Amazon to revamp site for tablet launch: Reports

Amazon to revamp site for tablet launch: Reports

 

NEW YORK: Amazon.com Inc is testing a major redesign of its familiar online store as it moves to offer a $250 tablet device to rival Apple Inc's iPad, industry blogs and the Wall Street Journal said.

Changes seen by some visitors to Amazon's store "practically scream 'tablet-optimized'," TechCrunch blogger Sarah Perez wrote over the weekend.

The new pages showed a bigger search bar and less clutter to better highlight music, e-books, digital games and applications from the Amazon Appstore using Google's Android operating system, the blog said.

Amazon, which made its name online by selling books printed on paper, started rolling out the new design in the last days of August, spokeswoman Sally Fouts was quoted on Sunday as telling the Wall Street Journal. Fouts declined to say when the site would be open to all customers, the Journal reported.

The device Amazon is developing sports a back-lit, 7-inch (17.8-cm) screen, smaller than the iPad's and about the same as Research in Motion's PlayBook, TechCrunch reported earlier.

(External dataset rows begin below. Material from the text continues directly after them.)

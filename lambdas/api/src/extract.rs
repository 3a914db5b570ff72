use std::collections::HashMap;

use axum::{
    async_trait,
    extract::{
        multipart::Multipart, rejection::JsonRejection, FromRequest, FromRequestParts, Request,
    },
    http::{header, request::Parts, HeaderMap, Uri},
};
use domain::{
    accounts::Account, errors::FORM_FIELD, i18n::Locale, i18n::MessageKey, storage::Upload, Error,
};

use crate::{
    error::{AppError, Localize},
    state::AppState,
};

/// Locale from the first path segment.
#[derive(Clone, Copy, Debug)]
pub struct Lang(pub Locale);

pub fn locale_of(parts: &Parts) -> Locale {
    locale_of_uri(&parts.uri)
}

fn locale_of_uri(uri: &Uri) -> Locale {
    let segment = uri.path().trim_start_matches('/').split('/').next();
    Locale::negotiate(segment)
}

#[async_trait]
impl<S: Send + Sync> FromRequestParts<S> for Lang {
    type Rejection = std::convert::Infallible;

    async fn from_request_parts(parts: &mut Parts, _state: &S) -> Result<Self, Self::Rejection> {
        Ok(Lang(locale_of(parts)))
    }
}

pub fn bearer_token(headers: &HeaderMap) -> Option<String> {
    headers
        .get(header::AUTHORIZATION)?
        .to_str()
        .ok()?
        .strip_prefix("Bearer ")
        .map(str::trim)
        .filter(|token| !token.is_empty())
        .map(str::to_string)
}

/// Access token from the `Authorization` header, if any.
pub struct BearerToken(pub Option<String>);

#[async_trait]
impl<S: Send + Sync> FromRequestParts<S> for BearerToken {
    type Rejection = std::convert::Infallible;

    async fn from_request_parts(parts: &mut Parts, _state: &S) -> Result<Self, Self::Rejection> {
        Ok(BearerToken(bearer_token(&parts.headers)))
    }
}

/// The signed-in account. Rejects with 401 without a valid token and 404
/// when the identity has no account row.
pub struct CurrentAccount(pub Account);

#[async_trait]
impl FromRequestParts<AppState> for CurrentAccount {
    type Rejection = AppError;

    async fn from_request_parts(
        parts: &mut Parts,
        state: &AppState,
    ) -> Result<Self, Self::Rejection> {
        let locale = locale_of(parts);
        let token = bearer_token(&parts.headers);

        let account = state
            .accounts
            .current(token.as_deref())
            .await
            .localize(locale)?;

        Ok(CurrentAccount(account))
    }
}

/// JSON request body. Malformed or mistyped bodies are rejected with the
/// localized form error.
pub struct JsonBody<T>(pub T);

#[async_trait]
impl<S, T> FromRequest<S> for JsonBody<T>
where
    S: Send + Sync,
    T: serde::de::DeserializeOwned,
{
    type Rejection = AppError;

    async fn from_request(req: Request, state: &S) -> Result<Self, Self::Rejection> {
        let locale = locale_of_uri(req.uri());

        match axum::Json::<T>::from_request(req, state).await {
            Ok(axum::Json(value)) => Ok(JsonBody(value)),
            Err(rejection) => Err(AppError::new(locale, rejected_json(rejection))),
        }
    }
}

fn rejected_json(rejection: JsonRejection) -> Error {
    tracing::warn!(
        status = rejection.status().as_u16(),
        reason = %rejection.body_text(),
        "Rejected JSON body"
    );
    Error::validation(FORM_FIELD, MessageKey::Generic)
}

/// Text fields and files of a multipart form.
#[derive(Debug, Default)]
pub struct FormData {
    pub fields: HashMap<String, String>,
    pub files: HashMap<String, Upload>,
}

impl FormData {
    pub async fn read(mut multipart: Multipart) -> Result<Self, Error> {
        let mut form = FormData::default();

        while let Some(field) = multipart.next_field().await.map_err(malformed)? {
            let Some(name) = field.name().map(str::to_string) else {
                continue;
            };

            match field.file_name().map(str::to_string) {
                Some(file_name) => {
                    let content_type = field.content_type().map(str::to_string);
                    let bytes = field.bytes().await.map_err(malformed)?;
                    form.files.insert(
                        name,
                        Upload {
                            file_name,
                            content_type,
                            bytes: bytes.to_vec(),
                        },
                    );
                }
                None => {
                    let value = field.text().await.map_err(malformed)?;
                    form.fields.insert(name, value);
                }
            }
        }

        Ok(form)
    }

    pub fn text(&self, name: &str) -> String {
        self.fields.get(name).cloned().unwrap_or_default()
    }

    /// Non-empty text value.
    pub fn optional(&self, name: &str) -> Option<String> {
        self.fields
            .get(name)
            .filter(|value| !value.trim().is_empty())
            .cloned()
    }

    pub fn take_file(&mut self, name: &str) -> Option<Upload> {
        self.files.remove(name)
    }
}

#[async_trait]
impl<S: Send + Sync> FromRequest<S> for FormData {
    type Rejection = AppError;

    async fn from_request(req: Request, state: &S) -> Result<Self, Self::Rejection> {
        let locale = locale_of_uri(req.uri());

        let multipart = Multipart::from_request(req, state).await.map_err(|rejection| {
            tracing::warn!(reason = %rejection.body_text(), "Rejected multipart body");
            AppError::new(locale, Error::validation(FORM_FIELD, MessageKey::Generic))
        })?;

        FormData::read(multipart).await.localize(locale)
    }
}

fn malformed(err: axum::extract::multipart::MultipartError) -> Error {
    tracing::warn!(%err, "Malformed multipart body");
    Error::validation(FORM_FIELD, MessageKey::Generic)
}
/// Request aggregate
pub mod aggregate;

/// Commands
pub mod commands;

/// Events
pub mod events;

/// Input DTOs
pub mod inputs;

/// View (read model)
pub mod view;

/// Listing queries over the view table
pub mod index;

/// CQRS setup
pub mod cqrs;

/// Role-gated entry points
pub mod workflow;

pub use aggregate::{
    AcceptPolicy, DeliveryStep, PaymentMethod, Request, RequestStatus, Services, AGGREGATE_TYPE,
};
pub use commands::Command;
pub use events::Event;
pub use index::RequestIndex;
pub use view::{Milestone, Query, View, ViewRepo};
pub use workflow::{CommandBus, JobsBoard, PendingJob, RequestWorkflow};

The Amazon tablet is geared toward playing music and movies off the Internet.

TechCrunch, which said it had played with a testing prototype, reported that the plan was for Amazon to offer Amazon Prime, its $79-a-year Internet streaming service, for free along with the gadget.

Amazon did not respond immediately to requests for comment.

The Internet retailer's first entry in the tablet computing arena, its Kindle functions more like an electronic-book reader, has been touted as a strong contender to Apple, whose iPad2 starts at $499, according to the company's website.

Amazon's tablet will be Wi-Fi only and come with a color touchscreen but a limited 6 gigabytes of memory, the tech blog said.

Motorola and Samsung have only chipped away at Apple's three-quarters share of the market, while Hewlett Packard threw in the towel by announcing it would kill off its TouchPad after a final production run.

This past week, Sony Corp leapt into the field with its own poorly reviewed device.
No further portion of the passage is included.